(Saved entries)

+ + + + +

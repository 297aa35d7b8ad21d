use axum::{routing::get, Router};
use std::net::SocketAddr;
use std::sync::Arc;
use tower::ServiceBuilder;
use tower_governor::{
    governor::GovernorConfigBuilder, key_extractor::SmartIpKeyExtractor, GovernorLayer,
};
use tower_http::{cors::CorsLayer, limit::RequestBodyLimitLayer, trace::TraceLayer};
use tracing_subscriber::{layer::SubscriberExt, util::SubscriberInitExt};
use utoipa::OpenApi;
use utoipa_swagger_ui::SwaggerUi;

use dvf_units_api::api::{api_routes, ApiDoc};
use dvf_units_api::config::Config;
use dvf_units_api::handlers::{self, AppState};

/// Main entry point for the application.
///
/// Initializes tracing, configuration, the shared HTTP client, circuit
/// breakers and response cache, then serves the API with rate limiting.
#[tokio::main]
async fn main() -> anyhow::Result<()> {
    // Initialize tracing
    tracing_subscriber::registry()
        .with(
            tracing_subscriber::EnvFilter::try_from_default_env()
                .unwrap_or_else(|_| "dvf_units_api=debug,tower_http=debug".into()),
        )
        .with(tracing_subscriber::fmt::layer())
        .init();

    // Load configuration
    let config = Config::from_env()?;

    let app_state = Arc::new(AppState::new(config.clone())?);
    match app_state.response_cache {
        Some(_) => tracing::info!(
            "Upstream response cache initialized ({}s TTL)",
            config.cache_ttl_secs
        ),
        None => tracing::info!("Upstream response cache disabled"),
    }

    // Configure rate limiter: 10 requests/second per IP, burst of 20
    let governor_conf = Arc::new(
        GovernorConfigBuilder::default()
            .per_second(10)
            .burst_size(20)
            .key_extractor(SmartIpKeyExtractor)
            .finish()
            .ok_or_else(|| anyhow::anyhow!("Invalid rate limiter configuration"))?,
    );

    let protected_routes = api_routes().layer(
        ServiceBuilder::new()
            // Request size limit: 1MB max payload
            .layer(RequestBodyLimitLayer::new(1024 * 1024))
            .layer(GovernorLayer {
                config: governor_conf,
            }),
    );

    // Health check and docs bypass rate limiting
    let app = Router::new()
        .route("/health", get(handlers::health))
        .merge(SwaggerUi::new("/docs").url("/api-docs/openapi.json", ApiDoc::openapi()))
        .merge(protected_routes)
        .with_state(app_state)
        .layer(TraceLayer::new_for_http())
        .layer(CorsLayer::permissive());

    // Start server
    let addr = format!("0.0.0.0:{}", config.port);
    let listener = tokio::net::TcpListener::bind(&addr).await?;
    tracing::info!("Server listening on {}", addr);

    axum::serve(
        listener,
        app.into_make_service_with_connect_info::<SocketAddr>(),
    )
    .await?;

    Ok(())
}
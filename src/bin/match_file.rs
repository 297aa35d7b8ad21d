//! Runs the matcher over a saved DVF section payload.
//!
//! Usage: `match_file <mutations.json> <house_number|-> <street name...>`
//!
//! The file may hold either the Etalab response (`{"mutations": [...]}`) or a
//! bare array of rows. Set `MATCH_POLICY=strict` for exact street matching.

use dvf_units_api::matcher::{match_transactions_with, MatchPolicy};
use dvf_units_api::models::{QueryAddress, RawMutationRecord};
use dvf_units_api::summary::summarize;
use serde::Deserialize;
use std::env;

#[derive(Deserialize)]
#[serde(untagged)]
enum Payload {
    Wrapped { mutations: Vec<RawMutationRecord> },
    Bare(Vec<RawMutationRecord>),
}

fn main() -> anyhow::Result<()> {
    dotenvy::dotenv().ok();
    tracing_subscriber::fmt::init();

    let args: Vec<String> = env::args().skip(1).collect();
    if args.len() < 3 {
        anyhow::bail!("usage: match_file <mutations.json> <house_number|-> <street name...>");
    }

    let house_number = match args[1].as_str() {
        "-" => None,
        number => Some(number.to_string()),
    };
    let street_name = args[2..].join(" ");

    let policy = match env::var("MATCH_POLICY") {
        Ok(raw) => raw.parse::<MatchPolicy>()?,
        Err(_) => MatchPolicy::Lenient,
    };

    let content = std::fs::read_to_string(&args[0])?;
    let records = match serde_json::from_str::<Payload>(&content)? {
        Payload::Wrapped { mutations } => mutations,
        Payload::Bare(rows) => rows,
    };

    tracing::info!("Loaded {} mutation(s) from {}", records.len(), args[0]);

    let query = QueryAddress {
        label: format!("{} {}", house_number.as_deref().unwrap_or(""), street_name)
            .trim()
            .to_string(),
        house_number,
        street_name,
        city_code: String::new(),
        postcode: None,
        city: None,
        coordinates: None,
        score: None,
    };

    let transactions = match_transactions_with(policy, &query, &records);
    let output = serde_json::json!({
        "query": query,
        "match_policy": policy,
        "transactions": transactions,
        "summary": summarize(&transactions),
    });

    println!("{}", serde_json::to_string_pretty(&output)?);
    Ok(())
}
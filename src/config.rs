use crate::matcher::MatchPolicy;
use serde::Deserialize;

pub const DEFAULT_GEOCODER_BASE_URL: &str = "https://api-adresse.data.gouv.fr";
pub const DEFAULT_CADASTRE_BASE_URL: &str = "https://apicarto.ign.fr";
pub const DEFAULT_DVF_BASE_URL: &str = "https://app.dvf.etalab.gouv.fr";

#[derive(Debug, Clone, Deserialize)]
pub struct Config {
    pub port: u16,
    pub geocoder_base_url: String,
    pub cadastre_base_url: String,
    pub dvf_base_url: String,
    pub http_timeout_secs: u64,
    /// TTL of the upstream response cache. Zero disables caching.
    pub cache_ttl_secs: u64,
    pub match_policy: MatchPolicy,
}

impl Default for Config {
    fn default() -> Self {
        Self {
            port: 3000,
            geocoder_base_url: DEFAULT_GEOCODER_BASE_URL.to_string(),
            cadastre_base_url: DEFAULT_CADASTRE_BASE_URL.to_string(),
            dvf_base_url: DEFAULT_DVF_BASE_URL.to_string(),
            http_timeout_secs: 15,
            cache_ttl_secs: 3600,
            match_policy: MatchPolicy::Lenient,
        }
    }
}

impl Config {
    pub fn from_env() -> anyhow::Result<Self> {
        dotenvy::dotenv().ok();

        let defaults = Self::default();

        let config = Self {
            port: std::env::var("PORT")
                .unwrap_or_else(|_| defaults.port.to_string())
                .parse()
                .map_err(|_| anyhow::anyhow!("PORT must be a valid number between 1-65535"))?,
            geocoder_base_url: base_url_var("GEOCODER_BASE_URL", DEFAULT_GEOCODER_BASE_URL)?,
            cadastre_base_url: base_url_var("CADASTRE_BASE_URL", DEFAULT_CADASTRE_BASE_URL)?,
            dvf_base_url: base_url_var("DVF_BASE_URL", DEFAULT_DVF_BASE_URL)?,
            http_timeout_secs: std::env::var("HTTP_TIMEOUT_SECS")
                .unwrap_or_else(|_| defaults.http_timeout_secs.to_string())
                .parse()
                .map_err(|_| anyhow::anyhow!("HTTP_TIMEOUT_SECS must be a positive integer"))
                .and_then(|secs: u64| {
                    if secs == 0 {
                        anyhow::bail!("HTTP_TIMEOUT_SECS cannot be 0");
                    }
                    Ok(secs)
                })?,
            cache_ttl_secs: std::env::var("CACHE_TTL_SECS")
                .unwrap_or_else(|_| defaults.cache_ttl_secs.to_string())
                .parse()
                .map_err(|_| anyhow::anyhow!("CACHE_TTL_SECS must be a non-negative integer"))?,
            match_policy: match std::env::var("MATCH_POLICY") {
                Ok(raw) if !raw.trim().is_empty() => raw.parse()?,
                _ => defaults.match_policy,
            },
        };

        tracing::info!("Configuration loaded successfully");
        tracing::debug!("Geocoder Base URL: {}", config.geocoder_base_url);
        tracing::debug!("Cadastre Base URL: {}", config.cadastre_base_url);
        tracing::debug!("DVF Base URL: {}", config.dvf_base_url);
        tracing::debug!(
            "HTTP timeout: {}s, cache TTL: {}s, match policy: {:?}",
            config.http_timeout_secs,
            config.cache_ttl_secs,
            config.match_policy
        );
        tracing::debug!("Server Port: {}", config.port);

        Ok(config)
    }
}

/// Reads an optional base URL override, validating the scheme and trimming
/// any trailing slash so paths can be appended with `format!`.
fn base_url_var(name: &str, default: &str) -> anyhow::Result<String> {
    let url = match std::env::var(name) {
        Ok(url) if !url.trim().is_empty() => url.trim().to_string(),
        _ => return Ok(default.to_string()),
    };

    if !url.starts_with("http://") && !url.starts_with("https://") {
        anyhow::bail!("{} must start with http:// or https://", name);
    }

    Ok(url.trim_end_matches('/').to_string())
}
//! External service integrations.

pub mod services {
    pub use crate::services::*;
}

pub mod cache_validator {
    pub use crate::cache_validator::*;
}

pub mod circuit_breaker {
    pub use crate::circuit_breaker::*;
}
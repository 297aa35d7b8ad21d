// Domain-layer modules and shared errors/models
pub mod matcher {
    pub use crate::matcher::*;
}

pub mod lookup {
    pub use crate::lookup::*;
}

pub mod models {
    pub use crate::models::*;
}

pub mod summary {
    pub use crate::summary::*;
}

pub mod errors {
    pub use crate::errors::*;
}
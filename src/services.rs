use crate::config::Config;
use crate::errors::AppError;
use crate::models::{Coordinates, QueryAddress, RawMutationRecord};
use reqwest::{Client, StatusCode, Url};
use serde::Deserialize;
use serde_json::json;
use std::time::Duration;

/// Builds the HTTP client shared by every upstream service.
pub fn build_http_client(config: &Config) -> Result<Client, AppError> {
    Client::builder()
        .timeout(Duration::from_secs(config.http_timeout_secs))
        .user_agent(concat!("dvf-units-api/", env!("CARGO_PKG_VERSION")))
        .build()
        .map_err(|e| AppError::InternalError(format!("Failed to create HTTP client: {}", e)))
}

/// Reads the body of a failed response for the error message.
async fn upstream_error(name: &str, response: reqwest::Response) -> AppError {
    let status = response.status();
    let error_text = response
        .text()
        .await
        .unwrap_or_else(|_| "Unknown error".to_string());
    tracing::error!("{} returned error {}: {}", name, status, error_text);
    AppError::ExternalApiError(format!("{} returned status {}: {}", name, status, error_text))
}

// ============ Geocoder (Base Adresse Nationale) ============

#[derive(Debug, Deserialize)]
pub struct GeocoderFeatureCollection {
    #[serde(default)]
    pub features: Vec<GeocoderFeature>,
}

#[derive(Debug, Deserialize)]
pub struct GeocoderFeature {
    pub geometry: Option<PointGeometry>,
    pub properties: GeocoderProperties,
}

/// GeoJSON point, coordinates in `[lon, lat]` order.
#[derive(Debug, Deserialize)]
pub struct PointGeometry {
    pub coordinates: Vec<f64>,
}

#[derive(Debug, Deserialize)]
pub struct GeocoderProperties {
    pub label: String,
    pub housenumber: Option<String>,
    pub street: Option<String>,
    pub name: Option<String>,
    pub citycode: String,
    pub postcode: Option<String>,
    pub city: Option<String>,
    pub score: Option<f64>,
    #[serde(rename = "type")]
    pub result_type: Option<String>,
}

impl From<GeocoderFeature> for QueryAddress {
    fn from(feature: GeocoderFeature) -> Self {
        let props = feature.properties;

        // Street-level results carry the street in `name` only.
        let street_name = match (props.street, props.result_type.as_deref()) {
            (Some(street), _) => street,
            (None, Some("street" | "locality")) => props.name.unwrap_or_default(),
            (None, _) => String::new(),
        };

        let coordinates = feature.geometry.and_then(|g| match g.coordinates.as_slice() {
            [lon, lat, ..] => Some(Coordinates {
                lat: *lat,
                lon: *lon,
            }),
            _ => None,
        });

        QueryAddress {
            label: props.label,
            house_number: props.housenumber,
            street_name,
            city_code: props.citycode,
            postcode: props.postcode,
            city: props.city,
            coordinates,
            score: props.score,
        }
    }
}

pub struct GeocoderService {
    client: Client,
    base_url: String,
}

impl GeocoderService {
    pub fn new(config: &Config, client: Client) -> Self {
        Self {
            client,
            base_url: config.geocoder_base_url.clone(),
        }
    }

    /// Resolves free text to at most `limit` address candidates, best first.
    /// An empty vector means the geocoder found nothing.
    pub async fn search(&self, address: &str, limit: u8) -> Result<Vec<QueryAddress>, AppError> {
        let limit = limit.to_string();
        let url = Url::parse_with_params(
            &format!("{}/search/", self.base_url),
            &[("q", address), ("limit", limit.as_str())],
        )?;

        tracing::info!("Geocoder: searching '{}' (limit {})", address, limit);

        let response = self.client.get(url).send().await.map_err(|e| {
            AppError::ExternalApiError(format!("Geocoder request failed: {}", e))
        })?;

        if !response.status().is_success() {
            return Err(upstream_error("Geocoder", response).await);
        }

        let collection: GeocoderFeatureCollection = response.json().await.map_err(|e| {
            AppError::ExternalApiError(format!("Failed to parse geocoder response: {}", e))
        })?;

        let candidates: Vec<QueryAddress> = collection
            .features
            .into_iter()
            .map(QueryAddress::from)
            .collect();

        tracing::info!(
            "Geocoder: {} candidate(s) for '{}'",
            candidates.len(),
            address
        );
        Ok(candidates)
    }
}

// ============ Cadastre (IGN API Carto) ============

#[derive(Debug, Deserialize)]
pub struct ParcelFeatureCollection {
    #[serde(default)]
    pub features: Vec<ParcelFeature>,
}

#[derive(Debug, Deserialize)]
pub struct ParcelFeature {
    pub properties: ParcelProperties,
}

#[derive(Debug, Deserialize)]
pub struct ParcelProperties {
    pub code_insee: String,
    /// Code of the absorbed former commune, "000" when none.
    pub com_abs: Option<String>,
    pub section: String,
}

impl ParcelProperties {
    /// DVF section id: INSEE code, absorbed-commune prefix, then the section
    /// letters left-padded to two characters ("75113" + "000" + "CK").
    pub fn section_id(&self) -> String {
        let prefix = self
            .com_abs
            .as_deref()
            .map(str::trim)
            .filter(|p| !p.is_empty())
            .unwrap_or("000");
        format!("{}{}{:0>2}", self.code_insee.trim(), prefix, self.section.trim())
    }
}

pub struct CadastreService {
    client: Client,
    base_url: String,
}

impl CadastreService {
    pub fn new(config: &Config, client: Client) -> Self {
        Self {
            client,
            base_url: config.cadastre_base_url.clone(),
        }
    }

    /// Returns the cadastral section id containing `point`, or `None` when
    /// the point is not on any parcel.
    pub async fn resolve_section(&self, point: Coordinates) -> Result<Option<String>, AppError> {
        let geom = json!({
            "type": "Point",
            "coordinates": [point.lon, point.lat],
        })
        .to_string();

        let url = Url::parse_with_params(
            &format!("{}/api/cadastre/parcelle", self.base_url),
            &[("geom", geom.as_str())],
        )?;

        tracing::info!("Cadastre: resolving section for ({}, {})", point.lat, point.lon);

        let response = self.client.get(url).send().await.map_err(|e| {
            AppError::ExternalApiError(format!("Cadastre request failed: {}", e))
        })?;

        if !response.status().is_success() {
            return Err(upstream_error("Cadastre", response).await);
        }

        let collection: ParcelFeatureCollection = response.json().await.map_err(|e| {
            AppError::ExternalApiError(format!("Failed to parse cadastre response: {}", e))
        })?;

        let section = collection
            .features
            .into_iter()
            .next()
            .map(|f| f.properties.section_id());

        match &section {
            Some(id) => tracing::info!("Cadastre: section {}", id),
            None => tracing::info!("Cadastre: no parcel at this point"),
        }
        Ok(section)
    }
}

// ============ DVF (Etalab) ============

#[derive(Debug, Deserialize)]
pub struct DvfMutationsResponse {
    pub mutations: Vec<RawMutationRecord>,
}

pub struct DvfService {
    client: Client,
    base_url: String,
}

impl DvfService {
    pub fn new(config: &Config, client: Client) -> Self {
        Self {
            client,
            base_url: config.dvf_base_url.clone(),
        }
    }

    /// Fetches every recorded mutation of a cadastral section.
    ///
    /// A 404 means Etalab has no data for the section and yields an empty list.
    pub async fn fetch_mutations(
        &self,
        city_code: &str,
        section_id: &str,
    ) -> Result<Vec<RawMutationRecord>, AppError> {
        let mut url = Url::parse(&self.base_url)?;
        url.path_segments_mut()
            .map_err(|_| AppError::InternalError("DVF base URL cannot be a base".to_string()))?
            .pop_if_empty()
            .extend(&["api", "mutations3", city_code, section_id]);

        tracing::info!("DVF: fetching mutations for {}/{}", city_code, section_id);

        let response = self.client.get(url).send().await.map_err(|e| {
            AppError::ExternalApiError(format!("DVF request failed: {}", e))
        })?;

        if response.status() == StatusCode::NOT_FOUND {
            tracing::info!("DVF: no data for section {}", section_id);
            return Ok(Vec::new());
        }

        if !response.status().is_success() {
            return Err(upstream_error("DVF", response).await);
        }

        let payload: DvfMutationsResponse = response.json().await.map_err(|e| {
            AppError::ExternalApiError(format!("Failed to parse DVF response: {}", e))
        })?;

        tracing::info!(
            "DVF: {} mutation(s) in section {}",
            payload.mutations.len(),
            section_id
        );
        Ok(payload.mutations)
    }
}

+ + + + +

• [Exercise aim]: Which of the lines above include the word "axum"? List those lines.

• [Your response]:
use axum::{routing::get, Router};
    axum::serve(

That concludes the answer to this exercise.